Il turismo stava raggiungendo il suo apice sia a livello italiano che internazionale. Il business volava, la gente si affannava a cercare ogni tipo di esperienza, altri settori cercavano quello del turismo per legarsi e creare sinergie. Di pari paso nascevano sistemi di prenotazione, alloggio, reputazione non sempre così chiari, legali (come avevamo già avuto modo di denunciare), affidabili. Poi, il coronavirus.
La crisi di Airbnb
La pandemia ha cancellato di fatto ogni tipo di spostamento mandando in tilt gli addetti ai lavori. Eppure questa tragedia (sociale ed economica) potrebbe anche rappresentare un punto per ripartire con dei compromessi un po’ più trasparenti.
Abbiamo raccontato del tracollo di Tripadvisor, ma anche Airbnb non se la sta passando bene. In un mondo non sempre chiaro, quello degli affitti brevi, regolamentato a singhiozzo da legge e tassazioni, dove gli accordi virtuali si basano molto spesso sulla fiducia il filo si è spezzato presto e drasticamente.

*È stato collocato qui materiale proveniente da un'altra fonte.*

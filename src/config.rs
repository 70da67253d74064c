//! Operator configuration
//!
//! Defaults, overridden by an optional TOML file, overridden by `RMOD__`
//! environment variables.

use std::time::Duration;

use serde::{Deserialize, Serialize};

#[derive(Debug, Clone, Deserialize, Serialize)]
pub struct OperatorConfig {
    /// Log filter used when RUST_LOG is unset
    pub log_level: Option<String>,
    /// Requeue interval after a completed pass, in seconds
    pub requeue_interval_secs: u64,
    /// Requeue interval after a transport failure, in seconds
    pub error_requeue_secs: u64,
    /// Deadline for each remote read/write, in seconds
    pub write_timeout_secs: u64,
    /// Admission webhook; not served when unset
    pub webhook: Option<WebhookConfig>,
}

#[derive(Debug, Clone, Deserialize, Serialize)]
pub struct WebhookConfig {
    /// Address the webhook listens on, e.g. "0.0.0.0:8443"
    pub bind_addr: String,
}

impl Default for OperatorConfig {
    fn default() -> Self {
        Self {
            log_level: Some("info".to_string()),
            requeue_interval_secs: 300,
            error_requeue_secs: 60,
            write_timeout_secs: 5,
            webhook: None,
        }
    }
}

impl OperatorConfig {
    /// Loads configuration, layering an optional file and environment
    /// overrides on top of the defaults.
    pub fn load(path: Option<&str>) -> Result<Self, config::ConfigError> {
        let mut settings = config::Config::builder()
            .add_source(config::Config::try_from(&OperatorConfig::default())?);

        if let Some(path) = path {
            settings = settings.add_source(config::File::with_name(path));
        } else {
            let candidates = ["rmod-config.toml", "config/rmod.toml"];
            for candidate in candidates {
                if std::path::Path::new(candidate).exists() {
                    settings = settings.add_source(config::File::with_name(candidate));
                    break;
                }
            }
        }

        settings = settings.add_source(
            config::Environment::with_prefix("RMOD")
                .separator("__")
                .try_parsing(true),
        );

        settings.build()?.try_deserialize()
    }

    pub fn requeue_interval(&self) -> Duration {
        Duration::from_secs(self.requeue_interval_secs)
    }

    pub fn error_requeue_interval(&self) -> Duration {
        Duration::from_secs(self.error_requeue_secs)
    }

    pub fn write_timeout(&self) -> Duration {
        Duration::from_secs(self.write_timeout_secs)
    }
}

#[cfg(test)]
mod tests {
    use super::*;

    #[test]
    fn defaults_match_reference_behavior() {
        let config = OperatorConfig::default();
        assert_eq!(config.write_timeout(), Duration::from_secs(5));
        assert_eq!(config.requeue_interval(), Duration::from_secs(300));
        assert_eq!(config.error_requeue_interval(), Duration::from_secs(60));
        assert!(config.webhook.is_none());
    }
}
impl CaptureProgressCallback for CliProgressCallback {
    fn on_item_start(&self, name: &str) {
        self.line(format!("{} {}", cyan("◆"), bold(&format!("Capturing \"{name}\"…"))));
        if !self.show_bar {
            return;
        }
        let bar = ProgressBar::new_spinner();
        bar.set_style(
            ProgressStyle::with_template(
                "{spinner:.cyan} {prefix:.bold}  {pos:>4} pages  ⏱ {elapsed_precise}  {msg}",
            )
            .unwrap_or_else(|_| ProgressStyle::default_spinner())
            .tick_strings(TICKS),
        );
        bar.set_prefix("Capturing");
        bar.enable_steady_tick(Duration::from_millis(80));
        if let Ok(mut guard) = self.bar.lock() {
            *guard = Some(bar);
        }
    }

    fn on_page_captured(&self, page: u32, bytes: usize) {
        self.line(format!(
            "  {} Page {:>4}  {}",
            green("✓"),
            page,
            dim(&format!("{:>8} KiB", bytes / 1024)),
        ));
        if let Ok(guard) = self.bar.lock() {
            if let Some(bar) = guard.as_ref() {
                bar.inc(1);
                bar.set_message(format!("page {page}"));
            }
        }
    }

    fn on_page_error(&self, page: u32, error: &str) {
        let msg: String = if error.chars().count() > 80 {
            format!("{}\u{2026}", error.chars().take(79).collect::<String>())
        } else {
            error.to_string()
        };
        self.line(format!("  {} Page {:>4}  {}", red("✗"), page, red(&msg)));
    }

    fn on_session_reset(&self, page: u32) {
        self.line(format!(
            "  {} {}",
            cyan("↻"),
            dim(&format!("Reloading viewer before page {page}"))
        ));
    }

    fn on_capture_complete(&self, _report: &CaptureReport) {
        if let Ok(mut guard) = self.bar.lock() {
            if let Some(bar) = guard.take() {
                bar.finish_and_clear();
            }
        }
    }

    fn on_item_complete(&self, summary: &ItemSummary) {
        print_summary(summary);
    }
}

fn print_summary(s: &ItemSummary) {
    let outcome = match s.capture.outcome {
        CaptureOutcome::Done if s.capture.cancelled => yellow("cancelled"),
        CaptureOutcome::Done => green("complete"),
        CaptureOutcome::Aborted if s.capture.cancelled => yellow("cancelled"),
        CaptureOutcome::Aborted => red("aborted"),
    };
    let skipped = s.capture.skipped_pages();
    let skipped = if skipped.is_empty() {
        "none".to_string()
    } else {
        skipped
            .iter()
            .map(u32::to_string)
            .collect::<Vec<_>>()
            .join(", ")
    };
    let document = match (&s.document, &s.document_error) {
        (Some(p), _) => p.display().to_string(),
        (None, Some(e)) => red(e),
        (None, None) => dim("not written"),
    };
    let backup = s
        .backup
        .as_ref()
        .map(|p| p.display().to_string())
        .unwrap_or_else(|| dim("none"));

    let rule = "─".repeat(58);
    eprintln!("┌{rule}");
    eprintln!("│ {}", bold(&s.name));
    eprintln!("├{rule}");
    eprintln!("│ Outcome     {outcome}");
    eprintln!(
        "│ Pages       {} captured, {} in document",
        s.capture.captured_count(),
        s.document_pages
    );
    eprintln!("│ Skipped     {skipped}");
    eprintln!(
        "│ Resets      {} ({} failed)",
        s.capture.resets, s.capture.failed_resets
    );
    eprintln!("│ Document    {document}");
    eprintln!("│ Backup      {backup}");
    eprintln!("│ Duration    {:.1}s", s.duration_ms as f64 / 1000.0);
    eprintln!("└{rule}");
}

// ── Interactive selection ────────────────────────────────────────────────────

/// Prompts on stderr and reads the choice from stdin.
struct StdinSelector;

impl Selector for StdinSelector {
    fn select(&mut self, items: &[Item]) -> Result<Option<Item>, ArchiveError> {
        eprintln!("\n{}", bold("📚 Available books:"));
        for (i, item) in items.iter().enumerate() {
            eprintln!("{} ({})", item.display_name, i + 1);
        }
        eprintln!();

        loop {
            eprint!("Select book number (or q to quit): ");
            io::stderr().flush().ok();

            let mut line = String::new();
            let read = tokio::task::block_in_place(|| io::stdin().lock().read_line(&mut line))
                .map_err(|e| ArchiveError::Internal(format!("Failed to read selection: {e}")))?;
            if read == 0 {
                return Ok(None);
            }

            match parse_selection(&line, items.len()) {
                Selection::Quit => return Ok(None),
                Selection::Pick(i) => return Ok(items.get(i).cloned()),
                Selection::Invalid => eprintln!("Invalid selection, please try again"),
            }
        }
    }
}
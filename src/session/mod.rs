//! Collaborator interfaces: the catalog and the rendering session.
//!
//! The capture pipeline only ever talks to a viewer through
//! [`RenderingSession`] and [`Catalog`]. [`viewer::ViewerSession`] implements
//! both on top of a Chrome DevTools Protocol connection ([`cdp`]); tests
//! implement them with scripted in-memory fakes.
//!
//! ```text
//! Catalog ──list_items──▶ Item ──open──▶ RenderingSession
//!                                          │  navigate_to_marker / advance / reset
//!                                          ▼
//!                                        Surface (encoded raster)
//! ```

pub mod cdp;
pub mod viewer;

use serde::{Deserialize, Serialize};
use std::fmt;
use thiserror::Error;

/// Opaque reference to a catalog entry, resolvable only by the catalog
/// that produced it.
#[derive(Debug, Clone, Copy, PartialEq, Eq, Hash, Serialize, Deserialize)]
pub struct ItemHandle(pub usize);

/// One selectable document in the catalog.
#[derive(Debug, Clone, PartialEq, Eq, Serialize, Deserialize)]
pub struct Item {
    pub handle: ItemHandle,
    /// Human-readable title. Neither unique nor filesystem-safe.
    pub display_name: String,
}

impl Item {
    pub fn new(handle: ItemHandle, display_name: impl Into<String>) -> Self {
        Self {
            handle,
            display_name: display_name.into(),
        }
    }
}

/// Viewer-specific page label, e.g. `"C1"` for a cover or `"17"`.
#[derive(Debug, Clone, PartialEq, Eq, Hash, Serialize, Deserialize)]
pub struct PageMarker(pub String);

impl PageMarker {
    pub fn new(marker: impl Into<String>) -> Self {
        Self(marker.into())
    }

    pub fn as_str(&self) -> &str {
        &self.0
    }
}

impl fmt::Display for PageMarker {
    fn fmt(&self, f: &mut fmt::Formatter<'_>) -> fmt::Result {
        f.write_str(&self.0)
    }
}

/// The raster currently shown by the viewer.
#[derive(Clone, PartialEq, Eq)]
pub struct Surface {
    /// Surface width in pixels.
    pub width: u32,
    /// Surface height in pixels.
    pub height: u32,
    /// Encoded raster (PNG) at native resolution.
    pub encoded: Vec<u8>,
}

impl fmt::Debug for Surface {
    fn fmt(&self, f: &mut fmt::Formatter<'_>) -> fmt::Result {
        f.debug_struct("Surface")
            .field("width", &self.width)
            .field("height", &self.height)
            .field("encoded", &format_args!("<{} bytes>", self.encoded.len()))
            .finish()
    }
}

/// Result of asking the viewer to show the next page.
#[derive(Debug, Clone, PartialEq, Eq)]
pub enum AdvanceOutcome {
    /// The viewer moved to a further page.
    Advanced,
    /// The viewer reported that no further page exists.
    Exhausted,
    /// The instruction could not be carried out.
    Failed(String),
}

/// Errors raised by a session implementation.
#[derive(Debug, Error)]
pub enum SessionError {
    /// The DevTools connection broke or returned malformed data.
    #[error("DevTools transport error: {0}")]
    Transport(String),

    /// The browser rejected a protocol command.
    #[error("DevTools command '{method}' failed: {message}")]
    Command { method: String, message: String },

    /// No element matched the locator.
    #[error("Element not found: {0}")]
    ElementNotFound(String),

    /// A page script threw.
    #[error("Script evaluation failed: {0}")]
    Script(String),

    /// A bounded wait expired.
    #[error("Timed out after {secs}s waiting for {what}")]
    Timeout { what: String, secs: u64 },

    /// The DevTools HTTP endpoint was unreachable or answered unexpectedly.
    #[error("DevTools endpoint error: {0}")]
    Endpoint(String),
}

/// The live, stateful view of an open item.
///
/// One session has exactly one page cursor. Callers drive it sequentially
/// through `&mut self`; implementations need no interior locking.
#[allow(async_fn_in_trait)]
pub trait RenderingSession {
    /// Open `item` in the viewer.
    async fn open(&mut self, item: &Item) -> Result<(), SessionError>;

    /// Marker of the designated first page (e.g. the cover).
    fn first_page_marker(&self) -> PageMarker;

    /// Jump to the page labelled `marker`.
    async fn navigate_to_marker(&mut self, marker: &PageMarker) -> Result<(), SessionError>;

    /// Marker of the page currently displayed.
    async fn current_marker(&mut self) -> Result<PageMarker, SessionError>;

    /// Resolve once the current page has finished rendering.
    ///
    /// May wait indefinitely; callers bound it with a timeout.
    async fn wait_until_ready(&mut self) -> Result<(), SessionError>;

    /// The current page's raster, or `None` when no surface exists.
    async fn current_surface(&mut self) -> Result<Option<Surface>, SessionError>;

    /// Show the next page.
    async fn advance(&mut self) -> AdvanceOutcome;

    /// Reload the viewer. The page cursor afterwards is unspecified.
    async fn reset(&mut self) -> Result<(), SessionError>;
}

/// The source of selectable items.
#[allow(async_fn_in_trait)]
pub trait Catalog {
    /// Enumerate the catalog in display order.
    async fn list_items(&mut self) -> Result<Vec<Item>, SessionError>;

    /// Bring the viewer back to the catalog after an item.
    async fn return_to_catalog(&mut self) -> Result<(), SessionError>;
}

Avrebbe dovuto essere questo l’anno della quotazione in borsa, il ceo Brian Chesky ancora ci crede, ma le possibilità sono remote. Perché? Perché arrivando alla soglia dell’inaspettata crisi con addosso gli occhi di molti azionisti che ritenevano “cattiva” la gestione dello steso Chesky, caderci in pieno in quella crisi non ha fatto altro che aumentare i sospetti e la diffidenza.
A spingere giù non solo l’economia, ma anche la reputazione di Airbnb, è stata anche la rabbia dei clienti che cancellando le prenotazioni si vedevano rimborsare dagli host solo la metà della somma. Airbnb ha messo una pezza garantendo almeno fino a maggio il rimborso al 100%, ma a questo punto sono stati gli host a ribellarsi perché l’accordo prevede che siano questi ultimi a decidere le modalità di rimborso. Il ceo si è scusato un po’ con tutti e ha chiesto 2 miliardi di dollari di prestito per non affondare, ma i tassi al 10% di interessi sembrano segnare un destino funesto per la piattaforma.
A questo punto però tutta la sharing economy (della quale fa parte Airbnb) viene messa in discussione dopo i fasti degli ultimi anni. O meglio: probabilmente anch’essa come molte altre dinamiche dovrà fare un passo indietro e tornare al senso originario di condivisione come tra vicini di casa, senza per forza puntare a fatturati multimilionari.